# Amps vs. Volts. Whats the equivalency?

Hi, I have a sweeper vac that is 7.2 volts. I need to relace it and am not sure if I should buy the same one or another one which says it is 2 to 4 amps. Which is better (as far as more power / suction). What is the equivalency of say... 4 amps vs. 7.2 volts? Thanks in advance.

thats kndaof a weird question since the two are completely different things.with amps being a function of volts on the resistant factor.

but assuming the resistance to be equal, then the 4 amps would be better...but i belive the 2-4 amps refers to the fact that the appliance is a variable resistor....while the 7.2 volts refers to the capacity of power (it can operate at that voltage or it need that specific voltage)///

go with the 4 amps...

The stupid part is, to figure out the power used by each, you would need both amps and volts for each. Which I doubt its going to list. Then just multiply amps x volts and you get your power.

Amps are a measure of current and Volts are a measure of pressure or difference of potential. Watts (power) are equivalent to Volts times Amps. I hope this helps.

Sounds like you are wanting to replace a battery operated DC device with a 120 volt AC device and you are trying to make a performance comparison.

Your vacuum probably lists the 7.2 volts because that's what it requires as a power input voltage from the little transformer that came with it.

Chances are, an AC vacuum drawing 4 amps will likely exceed the performance of your old DC sweeper. Just a guess though. If I'm correct, you are sort of trying to compare apples and oranges here.

If it runs on 7.2V, then it must be a rechargeable on batteries. The higher the amps..the more power, which is Watts = Volt x Amps.
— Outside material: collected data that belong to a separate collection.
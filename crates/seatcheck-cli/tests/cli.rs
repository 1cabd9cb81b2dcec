//! Tests for the seatcheck binary against an isolated home and data directory

use assert_cmd::Command;
use predicates::prelude::*;
use serde_json::Value;
use tempfile::TempDir;

struct Sandbox {
    home: TempDir,
}

impl Sandbox {
    fn new() -> Self {
        Self {
            home: tempfile::tempdir().unwrap(),
        }
    }

    fn cmd(&self) -> Command {
        let mut cmd = Command::cargo_bin("seatcheck").unwrap();
        cmd.env("HOME", self.home.path())
            .env("XDG_CONFIG_HOME", self.home.path().join("config"))
            .env("XDG_DATA_HOME", self.home.path().join("data"))
            .env_remove("RUST_LOG")
            .arg("--data-dir")
            .arg(self.home.path().join("store"));
        cmd
    }
}

#[test]
fn test_check_fits_at_the_limit() {
    let sandbox = Sandbox::new();
    sandbox
        .cmd()
        .args(["check", "AA", "18", "14", "8", "--unit", "in"])
        .assert()
        .success()
        .stdout(predicate::str::contains("Fits under the seat"))
        .stdout(predicate::str::contains("American Airlines"));
}

#[test]
fn test_check_reports_exceeded_axes() {
    let sandbox = Sandbox::new();
    sandbox
        .cmd()
        .args(["check", "ua", "50", "30", "20", "--unit", "cm"])
        .assert()
        .success()
        .stdout(predicate::str::contains("Does not fit"))
        .stdout(predicate::str::contains("length, width"));
}

#[test]
fn test_check_json_output() {
    let sandbox = Sandbox::new();
    let output = sandbox
        .cmd()
        .args(["--format", "json", "check", "DL", "40", "30", "15", "-u", "cm"])
        .output()
        .unwrap();
    assert!(output.status.success());

    let body: Value = serde_json::from_slice(&output.stdout).unwrap();
    assert_eq!(body["verdict"]["status"], "fits");
    assert_eq!(body["airline"]["iataCode"], "DL");
}

#[test]
fn test_check_rejects_unknown_airline_and_bad_dimensions() {
    let sandbox = Sandbox::new();
    sandbox
        .cmd()
        .args(["check", "ZZ", "10", "10", "10"])
        .assert()
        .failure()
        .code(1)
        .stderr(predicate::str::contains("Airline not found: ZZ"));

    sandbox
        .cmd()
        .args(["check", "AA", "-5", "10", "10"])
        .assert()
        .failure()
        .stderr(predicate::str::contains("Invalid length"));
}

#[test]
fn test_airlines_reference_view() {
    let sandbox = Sandbox::new();
    sandbox
        .cmd()
        .args(["airlines", "list"])
        .assert()
        .success()
        .stdout(predicate::str::contains("Southwest Airlines"))
        .stdout(predicate::str::contains("18.00 x 14.00 x 8.00 in"))
        .stdout(predicate::str::contains("Unverified"));

    sandbox
        .cmd()
        .args(["airlines", "show", "dl"])
        .assert()
        .success()
        .stdout(predicate::str::contains("Conservative estimate"));
}

#[test]
fn test_airlines_import_upserts() {
    let sandbox = Sandbox::new();
    let dataset = sandbox.home.path().join("airlines.toml");
    std::fs::write(
        &dataset,
        r#"
[[airlines]]
name = "Alaska Airlines"
iata_code = "AS"
max_personal_item_length_cm = 43.18
max_personal_item_width_cm = 33.02
max_personal_item_height_cm = 20.32
verification_status = "VERIFIED_OFFICIAL"

[[airlines]]
name = "Delta Air Lines"
iata_code = "DL"
pet_carrier_allowed = false
max_personal_item_length_cm = 40.64
max_personal_item_width_cm = 30.48
max_personal_item_height_cm = 15.24
"#,
    )
    .unwrap();

    sandbox
        .cmd()
        .args(["airlines", "import"])
        .arg(&dataset)
        .assert()
        .success()
        .stdout(predicate::str::contains("Created: 1"))
        .stdout(predicate::str::contains("Updated: 1"));

    sandbox
        .cmd()
        .args(["check", "DL", "10", "10", "10", "--pet-carrier"])
        .assert()
        .success()
        .stdout(predicate::str::contains("Pet carriers not allowed"));
}

#[test]
fn test_bag_catalogue_add_and_search() {
    let sandbox = Sandbox::new();
    sandbox
        .cmd()
        .args([
            "bags", "add", "--brand", "Away", "--model", "The Everywhere Bag", "45.72", "33.02",
            "20.32", "--unit", "cm",
        ])
        .assert()
        .success()
        .stdout(predicate::str::contains("Away The Everywhere Bag"));

    sandbox
        .cmd()
        .args(["bags", "search", "away", "everywhere"])
        .assert()
        .success()
        .stdout(predicate::str::contains("45.72 x 33.02 x 20.32 cm"));

    sandbox
        .cmd()
        .args(["bags", "search", "Away", "Duffel"])
        .assert()
        .success()
        .stdout(predicate::str::contains("enter dimensions manually"));
}

#[test]
fn test_bags_import_from_csv() {
    let sandbox = Sandbox::new();
    let csv = sandbox.home.path().join("bags.csv");
    std::fs::write(
        &csv,
        "brand,model,length,width,height,pet_carrier,carrier_type\n\
         Sherpa,Original Deluxe,17,11,10.5,true,soft-sided\n\
         Away,Carry-On,21.7,13.7,9,,\n",
    )
    .unwrap();

    sandbox
        .cmd()
        .args(["bags", "import", "--unit", "in"])
        .arg(&csv)
        .assert()
        .success()
        .stdout(predicate::str::contains("Imported 2 bags"));

    sandbox
        .cmd()
        .args(["bags", "list"])
        .assert()
        .success()
        .stdout(predicate::str::contains("Sherpa Original Deluxe"));
}

#[test]
fn test_history_and_export() {
    let sandbox = Sandbox::new();
    sandbox
        .cmd()
        .args(["check", "B6", "40", "30", "20", "-u", "cm", "--user", "alice", "--flight", "B6 42"])
        .assert()
        .success()
        .stdout(predicate::str::contains("Recorded as"));

    sandbox
        .cmd()
        .args(["history", "--user", "alice"])
        .assert()
        .success()
        .stdout(predicate::str::contains("B6"))
        .stdout(predicate::str::contains("fits"));

    sandbox
        .cmd()
        .args(["history", "--user", "bob"])
        .assert()
        .success()
        .stdout(predicate::str::contains("No bag checks recorded"));

    let workbook = sandbox.home.path().join("alice.xlsx");
    sandbox
        .cmd()
        .args(["export", "--user", "alice", "-o"])
        .arg(&workbook)
        .assert()
        .success()
        .stdout(predicate::str::contains("Exported 1 checks"));
    assert!(workbook.exists());
}

#[test]
fn test_history_and_export_across_users() {
    let sandbox = Sandbox::new();
    for (airline, user) in [("AA", "alice"), ("WN", "bob")] {
        sandbox
            .cmd()
            .args(["check", airline, "30", "20", "10", "-u", "cm", "--user", user])
            .assert()
            .success();
    }

    sandbox
        .cmd()
        .args(["history"])
        .assert()
        .success()
        .stdout(predicate::str::contains("AA"))
        .stdout(predicate::str::contains("WN"));

    let workbook = sandbox.home.path().join("everyone.xlsx");
    sandbox
        .cmd()
        .args(["export", "-o"])
        .arg(&workbook)
        .assert()
        .success()
        .stdout(predicate::str::contains("Exported 2 checks"));
    assert!(workbook.exists());
}

#[test]
fn test_config_set_and_show() {
    let sandbox = Sandbox::new();
    sandbox
        .cmd()
        .args(["config", "--set-unit", "cm", "--set-bind", "0.0.0.0:8080"])
        .assert()
        .success()
        .stdout(predicate::str::contains("Configuration updated"));

    sandbox
        .cmd()
        .args(["config", "--show"])
        .assert()
        .success()
        .stdout(predicate::str::contains("Default unit:   cm"))
        .stdout(predicate::str::contains("0.0.0.0:8080"));

    // the configured unit now applies to checks
    sandbox
        .cmd()
        .args(["check", "AA", "45.72", "35.56", "20.32"])
        .assert()
        .success()
        .stdout(predicate::str::contains("Fits under the seat"));

    sandbox
        .cmd()
        .args(["config", "--set-bind", "not-an-address"])
        .assert()
        .failure();
}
Amps are coulombs per second, like miles per hour it is a rate of speed.

Volts are coulumbs per meter^2 or like psi a pressure.

So just like to get power from a water wheel where need pressure the weight of water in a bucket and velocity in the wheel turning to crush grain.

We also need both volts and amps to make power, hence

Volts x Amp = Power

High voltage therefore results in lower amps for the same amount of power. So if you are powering something from a battery you have less system losses due to I^2R in the higher voltage system and the battery will last longer.

This is why as battery technology has progressed the hand held gadget manufacturer's have been going to higher voltages.

Combined you want the highest of both volts and amps providing the highest overall product for greatest power.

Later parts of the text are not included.